Spraying is extremely fast; I did one coat on our porch floor (about 8×30 feet) in under five minutes. Of course, that speed is offset by the extra preparation you need to do to use a paint sprayer. I spent at least a half hour taping and putting up plastic on the walls. Don’t even think about using one of these indoors; it would work fine, but just wouldn’t be worth the trouble.

Clean up:

To clean the Wagner EZ Title up, you basically take the whole thing apart, piece by piece, and flush everything with water. The instructions make this look very scary and time-consuming, and the first time, it was. But after you’ve done it once, it’s actually pretty easy, and not nearly as cringe inducing as you’d expect. One my second time cleaning the sprayer, I’d guess I spent about the same amount of time that I would have spent cleaning up paint brushes, rollers and pans. 

Tips:

This is not really specific to the EZ Tilt, but more to spraying in general: cover EVERYTHING you don’t want painted with plastic. I made the mistake of skimping on the plastic in a few spots (using just painter’s paper instead), and ended up with faint paint spray on the walls.

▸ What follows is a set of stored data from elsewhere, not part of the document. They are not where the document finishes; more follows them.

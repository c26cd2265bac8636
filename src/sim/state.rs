//! Game state and core simulation types
//!
//! Everything a session needs lives on `GameState`, including the clocks
//! used for time gating. Nothing is kept in statics.

use glam::Vec2;
use serde::{Deserialize, Serialize};

use super::bricks::BrickField;
use super::paddle::Paddle;
use crate::cell_of;
use crate::tuning::Tuning;

/// Current phase of the session
#[derive(Debug, Clone, Copy, PartialEq, Eq, Default, Serialize, Deserialize)]
pub enum GamePhase {
    /// Field set up, waiting for the start press
    #[default]
    Waiting,
    /// Ball in motion
    Playing,
    /// Ball went out through the floor
    GameOver,
    /// Every brick destroyed
    Victory,
}

/// Inputs that can move the state machine
#[derive(Debug, Clone, Copy, PartialEq, Eq)]
pub enum Trigger {
    /// Fresh press of the action button
    ActionPressed,
    /// Physics reported a floor exit
    BallLost,
    /// Physics destroyed the last brick
    FieldCleared,
}

impl GamePhase {
    /// Transition table. `None` means the trigger is ignored in this phase.
    pub fn on(self, trigger: Trigger) -> Option<GamePhase> {
        use GamePhase::*;
        use Trigger::*;
        match (self, trigger) {
            (Waiting, ActionPressed) => Some(Playing),
            (Playing, BallLost) => Some(GameOver),
            (Playing, FieldCleared) => Some(Victory),
            (GameOver | Victory, ActionPressed) => Some(Waiting),
            _ => None,
        }
    }

    /// Ball frozen and waiting for a restart press
    pub fn is_finished(self) -> bool {
        matches!(self, GamePhase::GameOver | GamePhase::Victory)
    }
}

/// The ball
#[derive(Debug, Clone, Copy, PartialEq, Serialize, Deserialize)]
pub struct Ball {
    pub pos: Vec2,
    /// Cells per physics step
    pub vel: Vec2,
}

impl Ball {
    pub fn spawn(tuning: &Tuning) -> Self {
        Self {
            pos: tuning.spawn_pos,
            vel: tuning.spawn_vel,
        }
    }

    /// Matrix cell the ball is drawn in
    pub fn cell(&self) -> Option<(usize, usize)> {
        cell_of(self.pos.x, self.pos.y)
    }
}

/// Notifications emitted during a poll, for the status display and sound
#[derive(Debug, Clone, Copy, PartialEq, Eq, Serialize, Deserialize)]
pub enum GameEvent {
    /// Start press accepted
    Started,
    /// Ball bounced off a side wall
    WallBounce,
    /// Ball bounced off the ceiling
    CeilingBounce,
    /// Ball bounced off the paddle; `edge` is set when the angle was forced
    PaddleHit { column: usize, edge: bool },
    /// Brick cleared; `score` is the running total
    BrickDestroyed { col: usize, row: usize, score: u32 },
    GameOver,
    Victory,
    /// Session reset after a restart press
    Reset,
}

/// Elapsed-time gate: fires when strictly more than `interval_ms` has passed
/// since the last firing.
#[derive(Debug, Clone, Copy, PartialEq, Eq, Default, Serialize, Deserialize)]
pub struct StepClock {
    last_ms: u64,
}

impl StepClock {
    pub fn new(now_ms: u64) -> Self {
        Self { last_ms: now_ms }
    }

    /// Restart the interval from `now_ms`
    pub fn stamp(&mut self, now_ms: u64) {
        self.last_ms = now_ms;
    }

    /// Check the gate and re-arm it if due. A clock that runs backwards is
    /// never due.
    pub fn due(&mut self, now_ms: u64, interval_ms: u64) -> bool {
        if now_ms.saturating_sub(self.last_ms) > interval_ms {
            self.last_ms = now_ms;
            true
        } else {
            false
        }
    }
}

/// Rising-edge detector for the action button with a post-press hold-off
#[derive(Debug, Clone, Copy, PartialEq, Eq, Default, Serialize, Deserialize)]
pub struct ActionLatch {
    was_pressed: bool,
    ignore_until_ms: u64,
}

impl ActionLatch {
    /// Feed the current level. Returns `true` only on a fresh press outside
    /// the hold-off window.
    pub fn press(&mut self, pressed: bool, now_ms: u64) -> bool {
        let edge = pressed && !self.was_pressed;
        self.was_pressed = pressed;
        edge && now_ms >= self.ignore_until_ms
    }

    /// Ignore presses for `holdoff_ms` from `now_ms`
    pub fn hold_off(&mut self, now_ms: u64, holdoff_ms: u64) {
        self.ignore_until_ms = now_ms.saturating_add(holdoff_ms);
    }
}

/// Read-only snapshot handed to the renderer each poll
#[derive(Debug, Clone, PartialEq, Eq)]
pub struct RenderModel {
    pub bricks: [[bool; crate::consts::GRID_W]; crate::consts::BRICK_ROWS],
    /// Truncated ball position, `None` if somehow off the matrix
    pub ball: Option<(usize, usize)>,
    pub paddle_x: usize,
    pub paddle_width: usize,
    pub phase: GamePhase,
    pub score: u32,
}

/// Complete session state
#[derive(Debug, Clone, Serialize, Deserialize)]
pub struct GameState {
    pub phase: GamePhase,
    pub ball: Ball,
    pub bricks: BrickField,
    pub paddle: Paddle,
    pub tuning: Tuning,
    /// Gate for physics steps
    pub step_clock: StepClock,
    pub action: ActionLatch,
    /// Physics steps taken this session
    pub steps: u64,
    /// Events from the most recent poll
    #[serde(skip)]
    pub(crate) events: Vec<GameEvent>,
}

impl GameState {
    /// Fresh session in `Waiting`, clocks started at `now_ms`
    pub fn new(tuning: Tuning, now_ms: u64) -> Self {
        Self {
            phase: GamePhase::Waiting,
            ball: Ball::spawn(&tuning),
            bricks: BrickField::new(),
            paddle: Paddle::default(),
            step_clock: StepClock::new(now_ms),
            action: ActionLatch::default(),
            steps: 0,
            events: Vec::new(),
            tuning,
        }
    }

    /// Back to `Waiting` with a full field and the ball on its spawn point.
    /// The paddle is left alone; the next poll recomputes it from input.
    pub fn reset(&mut self, now_ms: u64) {
        self.phase = GamePhase::Waiting;
        self.bricks.initialize();
        self.ball = Ball::spawn(&self.tuning);
        self.step_clock.stamp(now_ms);
        self.steps = 0;
    }

    /// Bricks destroyed this session
    pub fn score(&self) -> u32 {
        self.bricks.destroyed()
    }

    /// Events produced by the most recent `tick`
    pub fn events(&self) -> &[GameEvent] {
        &self.events
    }

    pub fn render_model(&self) -> RenderModel {
        RenderModel {
            bricks: *self.bricks.rows(),
            ball: self.ball.cell(),
            paddle_x: self.paddle.x,
            paddle_width: crate::consts::PADDLE_WIDTH,
            phase: self.phase,
            score: self.score(),
        }
    }
}
//! Data-driven game constants
//!
//! Defaults match the shipped firmware. A JSON override may replace any
//! subset of fields; missing fields keep their defaults.

use glam::Vec2;
use serde::{Deserialize, Serialize};
use thiserror::Error;

use crate::consts::*;

/// Failure to load a tuning override
#[derive(Debug, Error)]
pub enum TuningError {
    #[error("malformed tuning json: {0}")]
    Parse(#[from] serde_json::Error),
    #[error("invalid tuning: {0}")]
    Invalid(&'static str),
}

/// Game balance knobs
#[derive(Debug, Clone, PartialEq, Serialize, Deserialize)]
#[serde(default)]
pub struct Tuning {
    /// Milliseconds that must elapse between physics steps
    pub step_interval_ms: u64,
    /// Ball position at the start of each session
    pub spawn_pos: Vec2,
    /// Ball velocity at the start of each session (cells per step)
    pub spawn_vel: Vec2,
    /// Horizontal speed forced by a paddle edge hit
    pub paddle_edge_bias: f32,
    /// Full-scale analog reading
    pub analog_max: i32,

    // === Button handling ===
    /// Presses ignored for this long after starting a game
    pub start_holdoff_ms: u64,
    /// Presses ignored for this long after a restart
    pub restart_holdoff_ms: u64,
}

impl Default for Tuning {
    fn default() -> Self {
        Self {
            step_interval_ms: STEP_INTERVAL_MS,
            spawn_pos: Vec2::new(SPAWN_POS.0, SPAWN_POS.1),
            spawn_vel: Vec2::new(SPAWN_VEL.0, SPAWN_VEL.1),
            paddle_edge_bias: PADDLE_EDGE_BIAS,
            analog_max: ANALOG_MAX,

            start_holdoff_ms: START_HOLDOFF_MS,
            restart_holdoff_ms: RESTART_HOLDOFF_MS,
        }
    }
}

impl Tuning {
    /// Parse and validate a JSON override
    pub fn from_json(json: &str) -> Result<Self, TuningError> {
        let tuning: Tuning = serde_json::from_str(json)?;
        tuning.validate()?;
        Ok(tuning)
    }

    /// Serialize to pretty JSON (for writing a template file)
    pub fn to_json(&self) -> Result<String, TuningError> {
        Ok(serde_json::to_string_pretty(self)?)
    }

    /// Reject values the collision pipeline cannot handle.
    ///
    /// Collision checks assume at most one boundary per axis is crossed in a
    /// step, so no velocity component may exceed one cell.
    pub fn validate(&self) -> Result<(), TuningError> {
        let p = self.spawn_pos;
        if !(p.x >= 0.0 && p.x < GRID_W as f32 && p.y >= 0.0 && p.y < PADDLE_ROW as f32) {
            return Err(TuningError::Invalid("spawn position must be inside the grid above the paddle row"));
        }
        let v = self.spawn_vel;
        if !(v.x.abs() <= 1.0 && v.y.abs() <= 1.0) {
            return Err(TuningError::Invalid("spawn velocity must not exceed one cell per step"));
        }
        if v.y == 0.0 {
            return Err(TuningError::Invalid("spawn velocity needs a vertical component"));
        }
        if !(self.paddle_edge_bias.abs() <= 1.0) {
            return Err(TuningError::Invalid("paddle edge bias must not exceed one cell per step"));
        }
        if self.analog_max <= 0 {
            return Err(TuningError::Invalid("analog_max must be positive"));
        }
        Ok(())
    }
}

I take full responsibility; it’s a paint sprayer – even the tiny amount of breeze will blow neary-invisible poofs of paint around, and you probably won’t notice them on the walls until you take the protective paper/tape/plastic down. Seriously; plastic is cheap, go crazy with it.

Another tip: paint on a calm (not breezy) day. Duh.

Finally: don’t spray at night, or when your grouchy two-year-old is napping. This thing is pretty loud.

Bottom Line:

The EZ Tilt is a well-designed, well-built paint sprayer that really does spray at any angle. It’s compact, easy to clean up, and reasonably affordable (starting at $129 on Amazon). If you’re doing a small, detail job, stick to your brushes and rollers, but if you’re doing a larger outdoor job (like a porch, deck, or exterior wall/fence), I’d definitely recommend it. You’ll save time and get a smoother finish.

(PS – I’d show you an ‘after’ photo, but frankly, it looks about the same as the ‘before’ photo … a gray, painted floor. I could go out a take a picture, but I think you’ll have more fun imagining it. Put some unicorns in there for me!)